17| An Outburst of Anger

40 6 0
                                    

Warning: Harsh words, physical violence, and blood

Ups! Gambar ini tidak mengikuti Pedoman Konten kami. Untuk melanjutkan publikasi, hapuslah gambar ini atau unggah gambar lain.

Warning: Harsh words, physical violence, and blood.

___

Rumah besar ini masihkah asing untuk Shena?

Mungkin jawabannya iya. Shena belum pernah sekali pun masuk ke dalamnya semenjak Edgar membuat keputusan yang berhasil mengubah hidupnya. Hanya beberapa kali Shena diajak untuk bertemu keluarga besarnya, itu pun tidak di tempat ini.

Ia mulai masuk setelah dipersilakan oleh seorang wanita paruh baya dengan pakaian sederhana yang membukakan pintu untuknya.

Begitu masuk, Shena menggulirkan pandang ke sekeliling ruangan. Sangat luas dan sunyi. Itu hal pertama yang menyambutnya. Dari kejauhan seorang wanita dengan pakaian rapi yang sudah Shena kenali berdiri membelakanginya. Terlihat sibuk dengan sebuah tas yang berada di depannya. Memasukkan beberapa benda yang entah untuk tujuan apa. Shena memilih untuk menghampirinya.

"Selamat pagi, Tante."

Wanita itu menoleh dengan senyum ramahnya. "Pagi. Kamu pasti mau ketemu Edgar, kan?" Shena pun membalasnya dengan anggukan juga seulas senyum.

"Edgar, ini Shena udah dateng!" panggilnya sedikit berteriak agar Edgar bisa menangkap suaranya.

Tidak ada sahutan. Tamara kembali menatap Shena. Menyorotnya dengan tatapan yang tidak bisa santai. Terkesan terburu-buru. "Kayaknya Edgar lagi mandi. Kamu langsung ke atas aja, ya. Kamarnya di ujung barat. Kamar kedua setelah tangga. "

"Boleh, Tan?"

"Iya gak papa, Tante mau pergi dulu, ada urusan soalnya."

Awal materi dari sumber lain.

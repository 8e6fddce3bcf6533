//! Average-rank percentile normalization.
//!
//! Scores are batch-relative: ranks are computed over the whole table, so
//! the same row can normalize differently in a different batch even with
//! unchanged raw metrics. A normalized score is meaningless in isolation.

use std::collections::BTreeMap;

use ranking_core::{Direction, Metric, MetricRow};

/// Normalize one column to 0-100 scores.
///
/// Tied values receive the mean rank of the tied group; score is
/// `rank / max_rank * 100`. Missing (or non-finite) values score 0,
/// worst-ranked rather than excluded. A zero-variance column scores 50
/// for every present row.
pub fn normalize_column(values: &[Option<f64>], direction: Direction) -> Vec<f64> {
    let mut scores = vec![0.0; values.len()];

    let mut present: Vec<(usize, f64)> = values
        .iter()
        .enumerate()
        .filter_map(|(i, v)| v.filter(|x| x.is_finite()).map(|x| (i, x)))
        .collect();
    if present.is_empty() {
        return scores;
    }

    let min = present.iter().map(|(_, v)| *v).fold(f64::INFINITY, f64::min);
    let max = present
        .iter()
        .map(|(_, v)| *v)
        .fold(f64::NEG_INFINITY, f64::max);
    if max == min {
        // No variance: neutral score, not an arbitrary extreme
        for (i, _) in &present {
            scores[*i] = 50.0;
        }
        return scores;
    }

    // Sort so the best value lands at the highest rank
    match direction {
        Direction::HigherIsBetter => {
            present.sort_by(|a, b| a.1.partial_cmp(&b.1).unwrap_or(std::cmp::Ordering::Equal))
        }
        Direction::LowerIsBetter => {
            present.sort_by(|a, b| b.1.partial_cmp(&a.1).unwrap_or(std::cmp::Ordering::Equal))
        }
    }

    // Average ranks over tie groups (1-based)
    let mut ranks = vec![0.0; present.len()];
    let mut start = 0;
    while start < present.len() {
        let mut end = start;
        while end + 1 < present.len() && present[end + 1].1 == present[start].1 {
            end += 1;
        }
        let avg_rank = (start + 1 + end + 1) as f64 / 2.0;
        for rank in ranks.iter_mut().take(end + 1).skip(start) {
            *rank = avg_rank;
        }
        start = end + 1;
    }

    let max_rank = ranks[present.len() - 1];
    for (pos, (i, _)) in present.iter().enumerate() {
        scores[*i] = ranks[pos] / max_rank * 100.0;
    }
    scores
}

/// The normalized view of a metric table: one 0-100 score column per
/// metric present in at least one row.
#[derive(Debug, Clone)]
pub struct NormalizedTable {
    columns: BTreeMap<Metric, Vec<f64>>,
}

impl NormalizedTable {
    pub fn from_rows(rows: &[MetricRow]) -> Self {
        let mut columns = BTreeMap::new();
        for metric in Metric::ALL {
            let values: Vec<Option<f64>> = rows.iter().map(|r| r.get(metric)).collect();
            if values.iter().any(|v| v.is_some_and(|x| x.is_finite())) {
                columns.insert(metric, normalize_column(&values, metric.direction()));
            }
        }
        Self { columns }
    }

    /// Score for one row and metric; 0 when the metric is absent from the
    /// entire table (missing data is worst-ranked, never neutral).
    pub fn score(&self, row_idx: usize, metric: Metric) -> f64 {
        self.columns
            .get(&metric)
            .map(|col| col[row_idx])
            .unwrap_or(0.0)
    }

    pub fn metrics(&self) -> impl Iterator<Item = Metric> + '_ {
        self.columns.keys().copied()
    }
}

"Tolong kamu bilang ke Edgar kalo mau pergi sarapan dulu." Ucap Tamara seraya membelai lembut lengan Shena.

Setelah kepergian Tamara, Shena mulai menyatukan langkah menuju ke lantai atas. Mengikuti arahan yang diberikan kepadanya untuk menemukan kamar yang ditujunya.

Shena memberanikan diri untuk mengetuk pintu yang tertutup rapat di depannya. Setelah beberapa detik hasilnya nihil. Dan akhirnya Shena memilih untuk memutar gagang pintu yang masih diam seolah tidak menunjukkan tanda kehidupan manusia di dalamnya.

Batinnya bertarung antara menuruti instingnya atau tidak. Shena sudah hendak membuka pintu itu, tapi ia justru menarik kembali hingga pintunya tertutup. Ia tertarik paksa saat Edgar membuka pintunya dari dalam secara cepat.

Edgar menariknya masuk. Lalu menutup kembali pintu kamarnya.

Laki-laki yang bertelanjang dada itu bergerak maju sehingga menekan Shena untuk mundur. Menatapnya lurus tanpa jelas maksud dari tatapan itu apa. Shena masih membawa kakinya melangkah mundur dan berhenti saat Edgar beralih berjalan ke kiri. Mengambil sebuah kotak putih dari meja.

Shena mulai bisa menebak apa yang akan terjadi selanjutnya. Jantungnya masih sulit dikendalikan saat berada di dekat Edgar meski sudah berkali-kali merasakan atmosfer yang laki-laki itu tunjukkan.